佛洛达找到相册后,在沙发上坐了下来。“你的家庭决定了一切,你不需要我告诉,对不对?你是南方人。”这时,猫咪悄悄地走了进来。嗅了嗅佛洛达的裤腿,就走到房间的另一头,跳到了康戈的膝上。“我跟所有的孩子说,家庭是建立在信任之上的。如果不相信家人你还能相信谁呢。哦,在这里,波莉老姑妈。”他说“姑妈”两个字的时候,声音柔和,一点都没有要糟蹋它的意思。他抽出一张1910年左右的照片,上面是一个自以为是样子难看的年轻女人,顶着一大团头发,衣服上打满了褶皱。“她一直没有结婚,说家里太好玩了舍不得走。很喜欢搞恶作剧。跟我的祖父母住在一起。我很崇拜她。有次我们把泻药加到巧克力布丁里,端给大家当甜点。”
康戈博士不知道这跟信任有什么关系,正要说她四月份春假的时候搬会合适一些,佛洛达却哭诉起来。“你知道我怎么想吗,我想他一开始就跟我撒谎。我领养杰洛姆的时候,他看起来是那么纯洁可爱,但现在我知道他骗了我。他跑掉了,又带着病回来,跟我说走了之后染上了爱滋。

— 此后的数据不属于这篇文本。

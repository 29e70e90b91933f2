use super::{best_match, quiet_after, quiet_before, variance, Bars};
use crate::common::{BarcodeError, BarcodeResult};

// Symbol values 0..=102 plus the three start codes, six elements each starting with a bar
static PATTERNS: [[u8; 6]; 106] = [
    [2, 1, 2, 2, 2, 2], [2, 2, 2, 1, 2, 2], [2, 2, 2, 2, 2, 1], [1, 2, 1, 2, 2, 3], [1, 2, 1, 3, 2, 2],
    [1, 3, 1, 2, 2, 2], [1, 2, 2, 2, 1, 3], [1, 2, 2, 3, 1, 2], [1, 3, 2, 2, 1, 2], [2, 2, 1, 2, 1, 3],
    [2, 2, 1, 3, 1, 2], [2, 3, 1, 2, 1, 2], [1, 1, 2, 2, 3, 2], [1, 2, 2, 1, 3, 2], [1, 2, 2, 2, 3, 1],
    [1, 1, 3, 2, 2, 2], [1, 2, 3, 1, 2, 2], [1, 2, 3, 2, 2, 1], [2, 2, 3, 2, 1, 1], [2, 2, 1, 1, 3, 2],
    [2, 2, 1, 2, 3, 1], [2, 1, 3, 2, 1, 2], [2, 2, 3, 1, 1, 2], [3, 1, 2, 1, 3, 1], [3, 1, 1, 2, 2, 2],
    [3, 2, 1, 1, 2, 2], [3, 2, 1, 2, 2, 1], [3, 1, 2, 2, 1, 2], [3, 2, 2, 1, 1, 2], [3, 2, 2, 2, 1, 1],
    [2, 1, 2, 1, 2, 3], [2, 1, 2, 3, 2, 1], [2, 3, 2, 1, 2, 1], [1, 1, 1, 3, 2, 3], [1, 3, 1, 1, 2, 3],
    [1, 3, 1, 3, 2, 1], [1, 1, 2, 3, 1, 3], [1, 3, 2, 1, 1, 3], [1, 3, 2, 3, 1, 1], [2, 1, 1, 3, 1, 3],
    [2, 3, 1, 1, 1, 3], [2, 3, 1, 3, 1, 1], [1, 1, 2, 1, 3, 3], [1, 1, 2, 3, 3, 1], [1, 3, 2, 1, 3, 1],
    [1, 1, 3, 1, 2, 3], [1, 1, 3, 3, 2, 1], [1, 3, 3, 1, 2, 1], [3, 1, 3, 1, 2, 1], [2, 1, 1, 3, 3, 1],
    [2, 3, 1, 1, 3, 1], [2, 1, 3, 1, 1, 3], [2, 1, 3, 3, 1, 1], [2, 1, 3, 1, 3, 1], [3, 1, 1, 1, 2, 3],
    [3, 1, 1, 3, 2, 1], [3, 3, 1, 1, 2, 1], [3, 1, 2, 1, 1, 3], [3, 1, 2, 3, 1, 1], [3, 3, 2, 1, 1, 1],
    [3, 1, 4, 1, 1, 1], [2, 2, 1, 4, 1, 1], [4, 3, 1, 1, 1, 1], [1, 1, 1, 2, 2, 4], [1, 1, 1, 4, 2, 2],
    [1, 2, 1, 1, 2, 4], [1, 2, 1, 4, 2, 1], [1, 4, 1, 1, 2, 2], [1, 4, 1, 2, 2, 1], [1, 1, 2, 2, 1, 4],
    [1, 1, 2, 4, 1, 2], [1, 2, 2, 1, 1, 4], [1, 2, 2, 4, 1, 1], [1, 4, 2, 1, 1, 2], [1, 4, 2, 2, 1, 1],
    [2, 4, 1, 2, 1, 1], [2, 2, 1, 1, 1, 4], [4, 1, 3, 1, 1, 1], [2, 4, 1, 1, 1, 2], [1, 3, 4, 1, 1, 1],
    [1, 1, 1, 2, 4, 2], [1, 2, 1, 1, 4, 2], [1, 2, 1, 2, 4, 1], [1, 1, 4, 2, 1, 2], [1, 2, 4, 1, 1, 2],
    [1, 2, 4, 2, 1, 1], [4, 1, 1, 2, 1, 2], [4, 2, 1, 1, 1, 2], [4, 2, 1, 2, 1, 1], [2, 1, 2, 1, 4, 1],
    [2, 1, 4, 1, 2, 1], [4, 1, 2, 1, 2, 1], [1, 1, 1, 1, 4, 3], [1, 1, 1, 3, 4, 1], [1, 3, 1, 1, 4, 1],
    [1, 1, 4, 1, 1, 3], [1, 1, 4, 3, 1, 1], [4, 1, 1, 1, 1, 3], [4, 1, 1, 3, 1, 1], [1, 1, 3, 1, 4, 1],
    [1, 1, 4, 1, 3, 1], [3, 1, 1, 1, 4, 1], [4, 1, 1, 1, 3, 1], [2, 1, 1, 4, 1, 2], [2, 1, 1, 2, 1, 4],
    [2, 1, 1, 2, 3, 2],
];

static STOP: [u8; 7] = [2, 3, 3, 1, 1, 1, 2];

const CODE_C: u8 = 99;
const CODE_B: u8 = 100;
const CODE_A: u8 = 101;
const FNC1: u8 = 102;
const START_A: u8 = 103;
const SHIFT: u8 = 98;

const MAX_AVG_VARIANCE: f32 = 0.25;
const MAX_INDIVIDUAL_VARIANCE: f32 = 0.7;

#[derive(Debug, Clone, Copy, PartialEq, Eq)]
enum CodeSet {
    A,
    B,
    C,
}

impl CodeSet {
    fn start(self) -> u8 {
        START_A + self as u8
    }

    // Value switching to this set from another one
    fn latch(self) -> u8 {
        match self {
            Self::A => CODE_A,
            Self::B => CODE_B,
            Self::C => CODE_C,
        }
    }

    fn value(self, b: u8) -> Option<u8> {
        match (self, b) {
            (Self::A, 0..=31) => Some(b + 64),
            (Self::A, 32..=95) | (Self::B, 32..=127) => Some(b - 32),
            _ => None,
        }
    }
}

// Encoding
//------------------------------------------------------------------------------

fn choose_set(current: Option<CodeSet>, rest: &[u8]) -> CodeSet {
    let digits = rest.iter().take_while(|b| b.is_ascii_digit()).count();
    let whole_even = digits == rest.len() && digits % 2 == 0;
    if digits >= 4 || (digits >= 2 && (current == Some(CodeSet::C) || (current.is_none() && whole_even))) {
        return CodeSet::C;
    }
    match (current, rest[0]) {
        (Some(set @ (CodeSet::A | CodeSet::B)), b) if set.value(b).is_some() => set,
        (_, 0..=31) => CodeSet::A,
        _ => CodeSet::B,
    }
}

/// Code 128 picking code set C for digit runs and A or B for everything else.
pub fn encode(data: &str) -> BarcodeResult<Vec<bool>> {
    let bytes = data.as_bytes();
    if !data.is_ascii() {
        return Err(BarcodeError::InvalidChar);
    }

    let mut values: Vec<u8> = Vec::with_capacity(bytes.len() + 3);
    let mut set: Option<CodeSet> = None;
    let mut i = 0;
    while i < bytes.len() {
        let next = choose_set(set, &bytes[i..]);
        if set != Some(next) {
            values.push(if set.is_none() { next.start() } else { next.latch() });
            set = Some(next);
        }
        if next == CodeSet::C {
            values.push((bytes[i] - b'0') * 10 + bytes[i + 1] - b'0');
            i += 2;
        } else {
            values.push(next.value(bytes[i]).ok_or(BarcodeError::InvalidChar)?);
            i += 1;
        }
    }

    let check = values.iter().enumerate().skip(1).fold(values[0] as usize, |s, (i, &v)| s + i * v as usize) % 103;
    values.push(check as u8);

    let mut bars = Bars::default();
    for &v in values.iter() {
        bars.push(&PATTERNS[v as usize], true);
    }
    bars.push(&STOP, true);
    Ok(bars.0)
}

// Decoding
//------------------------------------------------------------------------------

fn to_text(values: &[u8], start: CodeSet) -> Option<String> {
    let mut out = String::new();
    let mut set = start;
    let mut shifted = false;
    for (i, &v) in values.iter().enumerate() {
        let cur = match (shifted, set) {
            (true, CodeSet::A) => CodeSet::B,
            (true, CodeSet::B) => CodeSet::A,
            (_, s) => s,
        };
        shifted = false;
        match (cur, v) {
            (CodeSet::C, 0..=99) => {
                out.push(char::from(b'0' + v / 10));
                out.push(char::from(b'0' + v % 10));
            }
            (CodeSet::A, 0..=63) => out.push(char::from(v + 32)),
            (CodeSet::A, 64..=95) => out.push(char::from(v - 64)),
            (CodeSet::B, 0..=95) => out.push(char::from(v + 32)),
            // Leading FNC1 flags GS1 data, later ones separate fields
            (_, FNC1) => {
                if i > 0 {
                    out.push('\u{1d}');
                }
            }
            (CodeSet::A | CodeSet::B, SHIFT) => shifted = true,
            (_, CODE_A) if cur != CodeSet::A => set = CodeSet::A,
            (_, CODE_B) if cur != CodeSet::B => set = CodeSet::B,
            (_, CODE_C) => set = CodeSet::C,
            // FNC2, FNC3 and FNC4 carry no text
            (CodeSet::A | CodeSet::B, 96..=101) => {}
            _ => return None,
        }
    }
    Some(out)
}

fn decode_at(runs: &[usize], start: usize) -> Option<String> {
    let sym = &runs[start..start + 6];
    let width: usize = sym.iter().sum();
    if !quiet_before(runs, start, width as f32 / 2.0) {
        return None;
    }
    let set = match best_match(sym, &PATTERNS[103..], MAX_AVG_VARIANCE, MAX_INDIVIDUAL_VARIANCE)? {
        0 => CodeSet::A,
        1 => CodeSet::B,
        _ => CodeSet::C,
    };

    let mut values = vec![set.start()];
    let mut pos = start + 6;
    loop {
        if pos + 7 <= runs.len() && variance(&runs[pos..pos + 7], &STOP, MAX_INDIVIDUAL_VARIANCE) < MAX_AVG_VARIANCE {
            break;
        }
        if pos + 6 > runs.len() {
            return None;
        }
        let v = best_match(&runs[pos..pos + 6], &PATTERNS[..103], MAX_AVG_VARIANCE, MAX_INDIVIDUAL_VARIANCE)?;
        values.push(v as u8);
        pos += 6;
    }
    if values.len() < 3 || !quiet_after(runs, pos + 7, width as f32 / 2.0) {
        return None;
    }

    let (check, data) = values.split_last()?;
    let sum = data.iter().enumerate().skip(1).fold(data[0] as usize, |s, (i, &v)| s + i * v as usize);
    if sum % 103 != *check as usize {
        return None;
    }
    to_text(&data[1..], set).filter(|t| !t.is_empty())
}

pub fn decode(runs: &[usize]) -> Option<String> {
    (1..runs.len().saturating_sub(6)).step_by(2).find_map(|i| decode_at(runs, i))
}

#[cfg(test)]
mod code128_tests {
    use super::*;
    use crate::oned::runs;
    use test_case::test_case;

    fn with_quiet(bars: &[bool]) -> Vec<bool> {
        let pad = [false; 10];
        pad.iter().chain(bars).chain(pad.iter()).copied().collect()
    }

    fn values_of(data: &str) -> Vec<u8> {
        let bars = encode(data).unwrap();
        let rs = runs(&bars);
        (1..rs.len() - 7).step_by(6).map(|i| best_match(&rs[i..i + 6], &PATTERNS, 0.1, 0.5).unwrap() as u8).collect()
    }

    #[test]
    fn test_code_sets() {
        // Start B, "AB", check
        assert_eq!(values_of("AB"), vec![104, 33, 34, 102]);
        // Start C, 12 34
        assert_eq!(values_of("1234"), vec![105, 12, 34, 82]);
        // Start A for a control character
        assert_eq!(values_of("\tA")[..3], [103, 73, 33]);
    }

    #[test]
    fn test_switches_to_c_for_digit_runs() {
        let v = values_of("AB123456");
        assert_eq!(v[..4], [104, 33, 34, CODE_C]);
        assert_eq!(v[4..7], [12, 34, 56]);
    }

    #[test_case("Hello, World!")]
    #[test_case("0123456789")]
    #[test_case("abc\tdef")]
    #[test_case("X1234Y")]
    #[test_case("12345")]
    fn test_roundtrip(text: &str) {
        let rs = runs(&with_quiet(&encode(text).unwrap()));
        assert_eq!(decode(&rs).as_deref(), Some(text));
    }

    #[test]
    fn test_rejects_non_ascii() {
        assert_eq!(encode("é"), Err(BarcodeError::InvalidChar));
    }

    #[test]
    fn test_bad_checksum() {
        let symbol = |values: &[u8]| {
            let mut bars = Bars::default();
            for &v in values {
                bars.push(&PATTERNS[v as usize], true);
            }
            bars.push(&STOP, true);
            with_quiet(&bars.0)
        };
        // Start B, "CD", check (104 + 35 + 2 * 36) % 103 = 5
        assert_eq!(decode(&runs(&symbol(&[104, 35, 36, 5]))).as_deref(), Some("CD"));
        assert_eq!(decode(&runs(&symbol(&[104, 35, 36, 6]))), None);
    }
}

我就像个傻瓜一样地信了。”
为什么他不直接打个电话或者发个电邮说他要住回他的房子?这真是太不厚道了,硬把她拽进来,让她为他感到难过。她想起了普兰蒂:他的反应会和她的感觉相同吗?如果这样的话,她就不会这么想了,她才不会让自己成为像普兰蒂那样的偏执狂。
“波莉姑妈是个妙人,当然很古怪,可是也非常有趣。我还是个小男孩的时候,她会把我带到她的房间,让我坐在这张理发椅上,我们扮牙医、理发师、美容师什么的,让这张神气的椅子派上用场。她说:“哈路德,亲爱的,你拥有了世界上最好的礼物,因为你生为佛洛达家的男人。佛洛达家的男人是不一般的人。他们只跟最值得的人做朋友,只跟最高贵最出色的人结交。”佛洛达哭得毫不掩饰。“在这之前我一直相信我所有的孩子都是佛洛达家的男人——领养的佛洛达家男人。”
他起身要走。“原谅我的感情失控。当然普兰蒂不在城里是件大好事。我猜可怜的贝蒂活不久了。可怜的女人。你能想象这么多年都要去迁就一个男人的虚荣,他的右翼信仰,他对现实的另类看法是什么滋味吗?你看起来有些吃惊。你是说没听过那个?我还以为他一开始就会给你们补习班新来的姑娘上一课呢。”他在门口停住了。手里握着他过世已久的老姑妈的照片。“你相信你死的时候你很爱的那个人就会来找你吗?一派胡言,不是吗?找房子的时候别忘了问问让不让带宠物。我决定把我的猫留给你。忘恩负义的家伙,看起来居然喜欢你多过喜欢我。”